No fue la insistencia de pensar, tampoco el sonido del hambre ni el reconocimiento del espía lo que les devolvió a la realidad, sino el destello del alba que comenzó a colarse al interior del bosque. Mientras lo hacía, estaba repleta de inocencia y juventud como si quisiese juguetear con los huéspedes de aquel solitario lugar; quitando al fuego su importancia al iluminarlo. Sin embargo, los negros corazones de aquellos dos seres se hallaban encogidos en un puño a causa del destino. Ninguna palabra de consuelo o determinación conseguiría solventar el mal que padecían, o eso creían.
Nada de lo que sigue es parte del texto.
#[cfg(test)]
mod tests {
    use super::*;
    use crate::pipeline::FlushTarget;
    use crate::types::{BlockSource, TerminalEvent};

    fn line_text(line: &Line<'_>) -> String {
        line.spans.iter().map(|span| span.content.as_ref()).collect()
    }

    fn store_with_output(command: &str, output: &str) -> BlockStore {
        let mut store = BlockStore::with_labels("local", "~");
        store.reduce(&TerminalEvent::BlockCreated {
            block_id: 1,
            command_text: command.to_string(),
            source: BlockSource::User,
        });
        let echo = format!("$ {command}\n");
        store.append_text(1, &echo, SectionType::Command);
        store.append_text(1, output, SectionType::Output);
        store.on_flush(1, output);
        store
    }

    #[test]
    fn test_style_tokens_map_to_modifiers_and_palette() {
        let style = style_for_token("bold underline fg-1 bg-bright-4");
        assert!(style.add_modifier.contains(Modifier::BOLD));
        assert!(style.add_modifier.contains(Modifier::UNDERLINED));
        assert_eq!(style.fg, Some(Color::Indexed(1)));
        assert_eq!(style.bg, Some(Color::Indexed(12)));
        assert_eq!(style_for_token("text"), Style::default());
        assert_eq!(style_for_token("fg-bright-9"), Style::default());
    }

    #[test]
    fn test_collapsed_output_shows_marker_and_tail() {
        let store = store_with_output("seq 5", "1\n2\n3\n4\n5\n");
        let block = store.block(1).unwrap();
        let texts: Vec<String> = block_body(block).iter().map(line_text).collect();
        assert_eq!(
            texts,
            vec![
                "  $ seq 5".to_string(),
                "  ▸ output · 2 earlier lines".to_string(),
                "  3".to_string(),
                "  4".to_string(),
                "  5".to_string(),
            ]
        );
    }

    #[test]
    fn test_expanded_output_shows_every_line() {
        let mut store = store_with_output("seq 5", "1\n2\n3\n4\n5\n");
        store.set_section_collapsed(1, 1, false);
        let block = store.block(1).unwrap();
        assert_eq!(block_body(block).len(), 6);
    }

    #[test]
    fn test_collapsed_block_renders_header_only() {
        let mut store = store_with_output("ls", "a\n");
        store.toggle_block_collapsed(1);
        assert_eq!(block_height(store.block(1).unwrap()), 1);
        let viewport = block_viewport(&store, 0, 10, 0);
        assert_eq!(viewport.lines.len(), 1);
        assert!(line_text(&viewport.lines[0]).contains("ls"));
    }

    fn numbered_output(count: usize) -> String {
        (1..=count).map(|n| format!("{n}\n")).collect()
    }

    fn viewport_texts(store: &BlockStore, height: usize, scroll: usize) -> (Vec<String>, usize) {
        let viewport = block_viewport(store, 0, height, scroll);
        (viewport.lines.iter().map(line_text).collect(), viewport.max_scroll)
    }

    #[test]
    fn test_block_height_matches_rendered_body() {
        let mut store = store_with_output("seq 5", "1\n2\n3\n4\n5\n");
        let block = store.block(1).unwrap();
        assert_eq!(block_height(block), 1 + block_body(block).len());
        store.set_section_collapsed(1, 1, false);
        let block = store.block(1).unwrap();
        assert_eq!(block_height(block), 1 + block_body(block).len());
        assert_eq!(block_height(block), 7);
    }

    #[test]
    fn test_viewport_builds_only_visible_rows_of_long_output() {
        let mut store = store_with_output("seq 50000", &numbered_output(50_000));
        store.set_section_collapsed(1, 1, false);

        let (bottom, max_scroll) = viewport_texts(&store, 4, 0);
        assert_eq!(max_scroll, 50_002 - 4);
        assert_eq!(bottom, vec!["  49997", "  49998", "  49999", "  50000"]);

        let (top, _) = viewport_texts(&store, 4, max_scroll);
        assert!(top[0].contains("seq 50000"));
        assert_eq!(&top[1..], ["  $ seq 50000", "  1", "  2"]);

        let (middle, _) = viewport_texts(&store, 3, 25_000);
        assert_eq!(middle, vec!["  24998", "  24999", "  25000"]);
    }

    #[test]
    fn test_viewport_window_matches_full_list() {
        let mut store = store_with_output("seq 5", "1\n2\n3\n4\n5\n");
        store.reduce(&TerminalEvent::BlockCreated {
            block_id: 2,
            command_text: "seq 2".to_string(),
            source: BlockSource::User,
        });
        store.append_text(2, "$ seq 2\n", SectionType::Command);
        store.append_text(2, "1\n2\n", SectionType::Output);

        let mut full = Vec::new();
        for (position, block) in store.blocks().into_iter().enumerate() {
            if position > 0 {
                full.push(String::new());
            }
            full.push(line_text(&block_header(block, false, 0)));
            full.extend(block_body(block).iter().map(line_text));
        }

        let (everything, max_scroll) = viewport_texts(&store, 100, 0);
        assert_eq!(everything, full);
        assert_eq!(max_scroll, 0);
        for scroll in 0..full.len() - 3 {
            let (window, _) = viewport_texts(&store, 3, scroll);
            let end = full.len() - scroll;
            assert_eq!(window, full[end - 3..end].to_vec(), "scroll {scroll}");
        }
    }

    #[test]
    fn test_view_stamp_tracks_output_and_view_changes() {
        let mut store = store_with_output("ls", "a\n");
        let stamp = ViewStamp::capture(&store);
        assert_eq!(ViewStamp::capture(&store), stamp);
        assert!(!stamp.has_running_block());

        store.append_text(1, "b\n", SectionType::Output);
        let appended = ViewStamp::capture(&store);
        assert_ne!(appended, stamp);

        store.reduce(&TerminalEvent::UserScrolled);
        assert_ne!(ViewStamp::capture(&store), appended);

        store.reduce(&TerminalEvent::BlockStarted {
            block_id: 1,
            started_at: 5,
        });
        assert!(ViewStamp::capture(&store).has_running_block());
    }

    #[test]
    fn test_header_reports_exit_status() {
        let mut store = store_with_output("false", "");
        store.reduce(&TerminalEvent::BlockStarted {
            block_id: 1,
            started_at: 1_000,
        });
        store.reduce(&TerminalEvent::BlockEnded {
            block_id: 1,
            exit_code: 1,
            ended_at: 1_250,
        });
        let header = line_text(&block_header(store.block(1).unwrap(), false, 0));
        assert!(header.contains("✗ 1 250ms"), "{header}");
        assert!(header.contains("local:~"));
    }

    #[test]
    fn test_ansi_spans_are_styled() {
        let mut store = store_with_output("ls", "\x1b[31mred\x1b[0m plain\n");
        store.set_section_collapsed(1, 1, false);
        let body = block_body(store.block(1).unwrap());
        let red = &body[1].spans[1];
        assert_eq!(red.content.as_ref(), "red");
        assert_eq!(red.style.fg, Some(Color::Indexed(1)));
        assert_eq!(line_text(&body[1]), "  red plain");
    }

    #[test]
    fn test_search_lines_list_matches() {
        let mut store = store_with_output("grep err", "no errors\n");
        store.reduce(&TerminalEvent::UserToggledSearch { open: true });
        store.set_search_query("err");
        let texts: Vec<String> = search_lines(&store).iter().map(line_text).collect();
        assert_eq!(texts[0], "search: err · 3 results");
        assert_eq!(texts[1], "#1    $ grep err");
    }

    #[test]
    fn test_input_window_keeps_cursor_visible() {
        assert_eq!(input_window("hello", 5, 10), ("hello".to_string(), 5));
        let (visible, col) = input_window("abcdefghij", 10, 4);
        assert_eq!(col, 3);
        assert_eq!(visible, "hij");
        let (visible, col) = input_window("abcdefghij", 0, 4);
        assert_eq!((visible.as_str(), col), ("abcd", 0));
    }

    #[test]
    fn test_truncate_line_adds_ellipsis() {
        assert_eq!(truncate_line("status", 10), "status");
        assert_eq!(truncate_line("a long status line", 8), "a lon...");
    }
}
De repente, Mor rompió el silencio en aquel terrible vacío de sus corazones; dando inicio a la primera conversación en susurros después de ese angustioso silencio.

–Pensad, infeliz, que hoy no tenemos halagos que endulcen nuestros oídos por la hazaña y tampoco palparemos en nuestros bolsillos las monedas de la victoria, que el eco del tañer de las campanas de la Ciudad Blanca no sonarán a través de los troncos de estos árboles –señaló una densa y ancha columna de humo que se alzaba sobre las copas de los árboles hacia el cielo– porque no seremos dignos de escuchar los vítores y alabanzas para jolgorio nuestro, ni seremos héroes de una ciudad fantasma. ¡Malditas sean las horas aciagas en las que decidí embarcarme en esa empresa abocada al más mísero fracaso! –gruñó sintiéndose rabioso y frustrado, mientras su rostro se hinchaba y se tornaba rojo por la cólera creciente. Necesitaba quejarse en voz alta porque tenía la sensación de que si no lo hacía, aquel dolor se le pudriría dentro causando un gran mal, por lo que una vez lo dijo, guardó silencio mientras recuperaba la compostura durante unos segundos hasta que admitió–: ¿Sabéis lo que más temo? No es el dinero ausente y nunca recibido, tampoco el estado de mi reputación como guerrero ni los enemigos que vendrán a por nuestras cabezas, sino los hombres, mujeres y niños que hoy no están vivos caminando por las calles de su ciudad.